Four6 sounds radical, though it's late. There are no pitches and instruments specified in the score. The four performers are told to choose 12 different sounds with fixed characteristics (amplitude, overtone structure etc.) The score tells each performer when the performer should begin to play, and when he should end. Or rather, in this piece, he gives them a range of times to start and end. Here's the first page for the first performer

And here for the fourth

(The diagonals mean that the sounds should be close to each other.)
The first point I want to make is that this type of score seems to defy analysis and defy criticism. Cage appears to have constructed the score carefully, with some attention to details, but how? Are the composer's decisions made randomly or is there a system or what? And how are we to say whether this is a good piece of music? Or even one of the better number pieces?
And the second point I want to make is that
prima facie we see a huge demand on player creativity here - compared with the rails of
Music of Changes and
Variations II, where the chance operations result in a score which completely controls the sounds the performers make.
But things may not be so simple.
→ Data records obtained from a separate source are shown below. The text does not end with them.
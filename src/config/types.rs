use serde::Deserialize;
use std::time::Duration;

/// Main configuration structure for a crawl run
#[derive(Debug, Clone, Default, Deserialize)]
#[serde(deny_unknown_fields)]
pub struct CrawlConfig {
    #[serde(default)]
    pub limits: LimitsConfig,
    #[serde(default)]
    pub politeness: PolitenessConfig,
    #[serde(default)]
    pub http: HttpConfig,
    #[serde(default)]
    pub pool: PoolConfig,
    #[serde(default)]
    pub output: OutputConfig,
}

/// Crawl termination and retry limits
#[derive(Debug, Clone, Deserialize)]
#[serde(deny_unknown_fields)]
pub struct LimitsConfig {
    /// Maximum link-hop depth from the seed URL (0 = seed only)
    #[serde(rename = "max-depth", default = "default_max_depth")]
    pub max_depth: u32,

    /// Maximum number of page records to write before draining
    #[serde(rename = "max-pages", default = "default_max_pages")]
    pub max_pages: u64,

    /// Maximum fetch attempts per URL (first try + retries)
    #[serde(rename = "max-attempts", default = "default_max_attempts")]
    pub max_attempts: u32,

    /// Maximum redirect hops before a fetch fails permanently
    #[serde(rename = "max-redirects", default = "default_max_redirects")]
    pub max_redirects: usize,
}

/// Per-host rate limiting and robots.txt handling
#[derive(Debug, Clone, Deserialize)]
#[serde(deny_unknown_fields)]
pub struct PolitenessConfig {
    /// Minimum spacing between two fetches to the same host (milliseconds)
    #[serde(rename = "min-delay-ms", default = "default_min_delay_ms")]
    pub min_delay_ms: u64,

    /// How long a cached robots.txt stays valid (seconds)
    #[serde(rename = "robots-ttl-secs", default = "default_robots_ttl_secs")]
    pub robots_ttl_secs: u64,

    /// Upper bound honored for a robots.txt Crawl-delay directive (seconds)
    #[serde(
        rename = "max-robots-delay-secs",
        default = "default_max_robots_delay_secs"
    )]
    pub max_robots_delay_secs: u64,
}

/// HTTP client behavior
#[derive(Debug, Clone, Deserialize)]
#[serde(deny_unknown_fields)]
pub struct HttpConfig {
    /// Total request timeout (seconds)
    #[serde(rename = "timeout-secs", default = "default_timeout_secs")]
    pub timeout_secs: u64,

    /// Connection establishment timeout (seconds)
    #[serde(rename = "connect-timeout-secs", default = "default_connect_timeout_secs")]
    pub connect_timeout_secs: u64,

    /// User-Agent header sent with every request
    #[serde(rename = "user-agent", default = "default_user_agent")]
    pub user_agent: String,
}

/// Worker pool sizing
#[derive(Debug, Clone, Deserialize)]
#[serde(deny_unknown_fields)]
pub struct PoolConfig {
    /// Number of concurrent fetch workers
    #[serde(default = "default_workers")]
    pub workers: usize,
}

/// Record output behavior
#[derive(Debug, Clone, Deserialize)]
#[serde(deny_unknown_fields)]
pub struct OutputConfig {
    /// Cap on stored page content, in bytes (0 = store no content)
    #[serde(rename = "max-content-bytes", default = "default_max_content_bytes")]
    pub max_content_bytes: usize,
}

fn default_max_depth() -> u32 {
    5
}

fn default_max_pages() -> u64 {
    10_000
}

fn default_max_attempts() -> u32 {
    4
}

fn default_max_redirects() -> usize {
    10
}

fn default_min_delay_ms() -> u64 {
    1_000
}

fn default_robots_ttl_secs() -> u64 {
    24 * 60 * 60
}

fn default_max_robots_delay_secs() -> u64 {
    60
}

fn default_timeout_secs() -> u64 {
    30
}

fn default_connect_timeout_secs() -> u64 {
    10
}

fn default_user_agent() -> String {
    format!("gleaner/{}", env!("CARGO_PKG_VERSION"))
}

fn default_workers() -> usize {
    8
}

fn default_max_content_bytes() -> usize {
    256 * 1024
}

impl Default for LimitsConfig {
    fn default() -> Self {
        Self {
            max_depth: default_max_depth(),
            max_pages: default_max_pages(),
            max_attempts: default_max_attempts(),
            max_redirects: default_max_redirects(),
        }
    }
}

impl Default for PolitenessConfig {
    fn default() -> Self {
        Self {
            min_delay_ms: default_min_delay_ms(),
            robots_ttl_secs: default_robots_ttl_secs(),
            max_robots_delay_secs: default_max_robots_delay_secs(),
        }
    }
}

impl Default for HttpConfig {
    fn default() -> Self {
        Self {
            timeout_secs: default_timeout_secs(),
            connect_timeout_secs: default_connect_timeout_secs(),
            user_agent: default_user_agent(),
        }
    }
}

impl Default for PoolConfig {
    fn default() -> Self {
        Self {
            workers: default_workers(),
        }
    }
}

impl Default for OutputConfig {
    fn default() -> Self {
        Self {
            max_content_bytes: default_max_content_bytes(),
        }
    }
}

impl PolitenessConfig {
    /// The configured minimum per-host delay as a Duration
    pub fn min_delay(&self) -> Duration {
        Duration::from_millis(self.min_delay_ms)
    }
}
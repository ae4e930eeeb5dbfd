//
// lib.rs
// Dicom-Anonymizer-rs
//
// Exposes the crate's modules and re-exports the CLI entry point for both binary and library consumers.
//
// Thales Matheus Mendonça Santos - November 2025

// Public surface of the library: the batch pipeline plus its pluggable codec and anonymizer.
pub mod anonymize;
pub mod batch;
pub mod cli;
pub mod codec;
pub mod dicom_access;
pub mod logging;
pub mod output;
pub mod registry;
pub mod report;
pub mod sources;

pub use batch::BatchProcessor;
pub use cli::{run as run_cli, Cli};
pub use registry::{ConvertedStudy, StudyRegistry};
How does each player decide what to play, when to play it and for how long? Cage is silent about this. Should the player use judgements of taste? Or should the performer also be guided by random processes as Cage was in the music constructed by chance processes? This is, after all, not a graphic score or a even a work like
Song Book.

The above recording of
Four6 is made using recording technology by one person, Sabine Liebner is
auteur. It's a one woman show. Is that a good idea? Or are these pieces a metaphor for anarchy, in the sense of an
ensemble where each person is free to do as he sees fit in the whole? Does she address this in the booklet? I don't have it (it's on Qobuz)
There are many other recordings of
Four6, and I certainly would be unable to pick out in any interesting way the salient features which make one different from another. All provide attractive meditative surfaces.